*Work item*
Please return every line in the entries below with the word "derive" in it.
---------- Material for the task
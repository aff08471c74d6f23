// SPDX-License-Identifier: MIT OR Apache-2.0
//! In-memory, pattern-indexed subscription fan-out with backpressure
//! signals.
//!
//! The bus never buffers envelopes. Fan-out invokes each matching handler
//! in registration order with a per-handler deadline; a handler that blows
//! the deadline costs only its own delivery and raises a `backpressure`
//! signal. The registration table is copy-on-write: `subscribe` and
//! `unsubscribe` install a new table version while in-flight fan-outs keep
//! iterating the version they captured at entry.
#![deny(unsafe_code)]

use futures::future::BoxFuture;
use relay_core::Envelope;
use serde::Serialize;
use std::sync::atomic::{AtomicU64, Ordering};
use std::sync::{Arc, RwLock};
use std::time::Duration;
use tokio::sync::broadcast;
use tokio::time::Instant;
use tracing::warn;
use uuid::Uuid;

/// Default per-handler deadline.
pub const DEFAULT_HANDLER_BUDGET: Duration = Duration::from_millis(250);

/// Capacity of the signal broadcast channel.
const SIGNAL_CAPACITY: usize = 256;

/// Async subscriber callback. Receives its own envelope copy (budget visited
/// set included), so cross-subscriber contamination is impossible.
pub type Handler =
    Arc<dyn Fn(Envelope) -> BoxFuture<'static, anyhow::Result<()>> + Send + Sync>;

// ---------------------------------------------------------------------------
// Signals
// ---------------------------------------------------------------------------

/// Out-of-band bus events observable alongside envelope flow.
#[derive(Clone, Debug, Serialize)]
#[serde(tag = "type", rename_all = "snake_case")]
pub enum Signal {
    /// A subscriber exceeded the handler budget; its delivery was dropped.
    Backpressure {
        /// Subject of the envelope being delivered.
        subject: String,
        /// Owner label of the slow subscriber.
        subscriber: String,
        /// Pattern the slow subscriber registered.
        pattern: String,
    },
    /// The delivery engine recorded a dead letter.
    DeadLetter {
        /// Subject of the dead-lettered envelope.
        subject: String,
        /// Envelope id.
        message_id: Uuid,
        /// Stable reason string.
        reason: String,
    },
}

impl Signal {
    /// Subject the signal is addressed to, for pattern filtering.
    pub fn subject(&self) -> &str {
        match self {
            Signal::Backpressure { subject, .. } | Signal::DeadLetter { subject, .. } => subject,
        }
    }
}

// ---------------------------------------------------------------------------
// Subscriptions
// ---------------------------------------------------------------------------

struct Subscription {
    id: u64,
    pattern: String,
    owner: String,
    handler: Handler,
}

type Table = Arc<Vec<Arc<Subscription>>>;

/// Cancels the subscription when dropped (or explicitly via
/// [`SubscriptionGuard::cancel`]).
pub struct SubscriptionGuard {
    id: u64,
    bus: SubscriptionBus,
}

impl SubscriptionGuard {
    /// Cancel now instead of at drop.
    pub fn cancel(self) {
        // Drop impl does the work.
    }

    /// The bus-assigned subscription id.
    pub fn id(&self) -> u64 {
        self.id
    }
}

impl Drop for SubscriptionGuard {
    fn drop(&mut self) {
        self.bus.unsubscribe(self.id);
    }
}

// ---------------------------------------------------------------------------
// Delivery outcomes
// ---------------------------------------------------------------------------

/// Per-subscriber result of one fan-out.
#[derive(Debug, Clone)]
pub struct DeliveryOutcome {
    /// Bus-assigned subscription id.
    pub subscriber_id: u64,
    /// Pattern the subscriber registered.
    pub pattern: String,
    /// Owner label supplied at subscribe time.
    pub owner: String,
    /// What happened.
    pub result: DeliveryResult,
}

/// What happened to one subscriber's delivery.
#[derive(Debug, Clone)]
pub enum DeliveryResult {
    /// Handler returned success within budget.
    Delivered {
        /// Wall-clock handler duration in milliseconds.
        duration_ms: u64,
    },
    /// Handler returned an error; fan-out to others continued.
    Failed {
        /// Stringified handler error.
        error: String,
    },
    /// Handler exceeded the budget; delivery dropped, signal raised.
    TimedOut,
}

impl DeliveryResult {
    /// Returns `true` for [`DeliveryResult::Delivered`].
    pub fn is_delivered(&self) -> bool {
        matches!(self, Self::Delivered { .. })
    }
}

// ---------------------------------------------------------------------------
// Bus
// ---------------------------------------------------------------------------

/// Snapshot of bus statistics.
#[derive(Debug, Clone, PartialEq, Eq)]
pub struct BusStats {
    /// Fan-outs performed.
    pub fanouts: u64,
    /// Deliveries dropped to backpressure.
    pub backpressure_drops: u64,
    /// Currently registered subscriptions.
    pub active_subscriptions: usize,
}

struct BusInner {
    table: RwLock<Table>,
    next_id: AtomicU64,
    handler_budget: Duration,
    signals: broadcast::Sender<Signal>,
    fanouts: AtomicU64,
    backpressure_drops: AtomicU64,
}

/// The subscription bus. Cheap to clone.
#[derive(Clone)]
pub struct SubscriptionBus {
    inner: Arc<BusInner>,
}

impl SubscriptionBus {
    /// Create a bus with the given per-handler deadline.
    pub fn new(handler_budget: Duration) -> Self {
        let (signals, _) = broadcast::channel(SIGNAL_CAPACITY);
        Self {
            inner: Arc::new(BusInner {
                table: RwLock::new(Arc::new(Vec::new())),
                next_id: AtomicU64::new(1),
                handler_budget,
                signals,
                fanouts: AtomicU64::new(0),
                backpressure_drops: AtomicU64::new(0),
            }),
        }
    }

    /// Register a handler for every envelope whose subject matches
    /// `pattern`. The pattern must be valid under the subject grammar.
    pub fn subscribe(
        &self,
        pattern: &str,
        owner: &str,
        handler: Handler,
    ) -> Result<SubscriptionGuard, relay_subject::SubjectError> {
        relay_subject::validate_pattern(pattern)?;
        let id = self.inner.next_id.fetch_add(1, Ordering::Relaxed);
        let sub = Arc::new(Subscription {
            id,
            pattern: pattern.to_string(),
            owner: owner.to_string(),
            handler,
        });

        let mut table = self
            .inner
            .table
            .write()
            .expect("subscription table poisoned");
        let mut next: Vec<Arc<Subscription>> = table.iter().cloned().collect();
        next.push(sub);
        *table = Arc::new(next);

        Ok(SubscriptionGuard {
            id,
            bus: self.clone(),
        })
    }

    fn unsubscribe(&self, id: u64) {
        let mut table = self
            .inner
            .table
            .write()
            .expect("subscription table poisoned");
        let next: Vec<Arc<Subscription>> =
            table.iter().filter(|s| s.id != id).cloned().collect();
        *table = Arc::new(next);
    }

    /// Fan an envelope out to every matching subscriber, in registration
    /// order. Handlers run synchronously within the caller's task, each
    /// bounded by the handler budget.
    ///
    /// Subscriptions added while a fan-out is in flight are not included in
    /// that fan-out: iteration walks the table version captured at entry.
    pub async fn publish_local(&self, envelope: &Envelope) -> Vec<DeliveryOutcome> {
        self.inner.fanouts.fetch_add(1, Ordering::Relaxed);
        let snapshot: Table = {
            let table = self
                .inner
                .table
                .read()
                .expect("subscription table poisoned");
            table.clone()
        };

        let mut outcomes = Vec::new();
        for sub in snapshot.iter() {
            if !relay_subject::matches(&sub.pattern, &envelope.subject) {
                continue;
            }
            // Each subscriber gets its own envelope copy.
            let fut = (sub.handler)(envelope.clone());
            let started = Instant::now();
            let result = match tokio::time::timeout(self.inner.handler_budget, fut).await {
                Ok(Ok(())) => DeliveryResult::Delivered {
                    duration_ms: started.elapsed().as_millis() as u64,
                },
                Ok(Err(err)) => {
                    warn!(
                        subject = %envelope.subject,
                        subscriber = %sub.owner,
                        error = %err,
                        "subscriber handler failed"
                    );
                    DeliveryResult::Failed {
                        error: err.to_string(),
                    }
                }
                Err(_) => {
                    self.inner
                        .backpressure_drops
                        .fetch_add(1, Ordering::Relaxed);
                    warn!(
                        subject = %envelope.subject,
                        subscriber = %sub.owner,
                        budget_ms = self.inner.handler_budget.as_millis() as u64,
                        "subscriber exceeded handler budget, delivery dropped"
                    );
                    self.emit(Signal::Backpressure {
                        subject: envelope.subject.clone(),
                        subscriber: sub.owner.clone(),
                        pattern: sub.pattern.clone(),
                    });
                    DeliveryResult::TimedOut
                }
            };
            outcomes.push(DeliveryOutcome {
                subscriber_id: sub.id,
                pattern: sub.pattern.clone(),
                owner: sub.owner.clone(),
                result,
            });
        }
        outcomes
    }

    /// Emit an out-of-band signal to all signal subscribers.
    ///
    /// Send failures mean nobody is listening; that is not an error.
    pub fn emit(&self, signal: Signal) {
        let _ = self.inner.signals.send(signal);
    }

    /// Subscribe to signals, optionally filtered by a subject pattern.
    pub fn subscribe_signals(&self, pattern: Option<String>) -> SignalSubscription {
        SignalSubscription {
            rx: self.inner.signals.subscribe(),
            pattern,
        }
    }

    /// Snapshot of bus statistics.
    pub fn stats(&self) -> BusStats {
        let active = self
            .inner
            .table
            .read()
            .expect("subscription table poisoned")
            .len();
        BusStats {
            fanouts: self.inner.fanouts.load(Ordering::Relaxed),
            backpressure_drops: self.inner.backpressure_drops.load(Ordering::Relaxed),
            active_subscriptions: active,
        }
    }
}

impl Default for SubscriptionBus {
    fn default() -> Self {
        Self::new(DEFAULT_HANDLER_BUDGET)
    }
}

// ---------------------------------------------------------------------------
// SignalSubscription
// ---------------------------------------------------------------------------

/// A handle for receiving [`Signal`]s, optionally pattern-filtered.
pub struct SignalSubscription {
    rx: broadcast::Receiver<Signal>,
    pattern: Option<String>,
}

impl SignalSubscription {
    /// Receive the next matching signal, waiting asynchronously.
    ///
    /// Returns `None` when the bus is dropped. Lagged signals are skipped.
    pub async fn recv(&mut self) -> Option<Signal> {
        loop {
            match self.rx.recv().await {
                Ok(signal) => {
                    if let Some(ref p) = self.pattern
                        && !relay_subject::matches(p, signal.subject())
                    {
                        continue;
                    }
                    return Some(signal);
                }
                Err(broadcast::error::RecvError::Lagged(_)) => continue,
                Err(broadcast::error::RecvError::Closed) => return None,
            }
        }
    }
}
--------------------
*Answer to the exercise*
#[derive(Clone, Debug, Serialize)]
#[derive(Debug, Clone)]
#[derive(Debug, Clone)]
#[derive(Debug, Clone, PartialEq, Eq)]
#[derive(Clone)]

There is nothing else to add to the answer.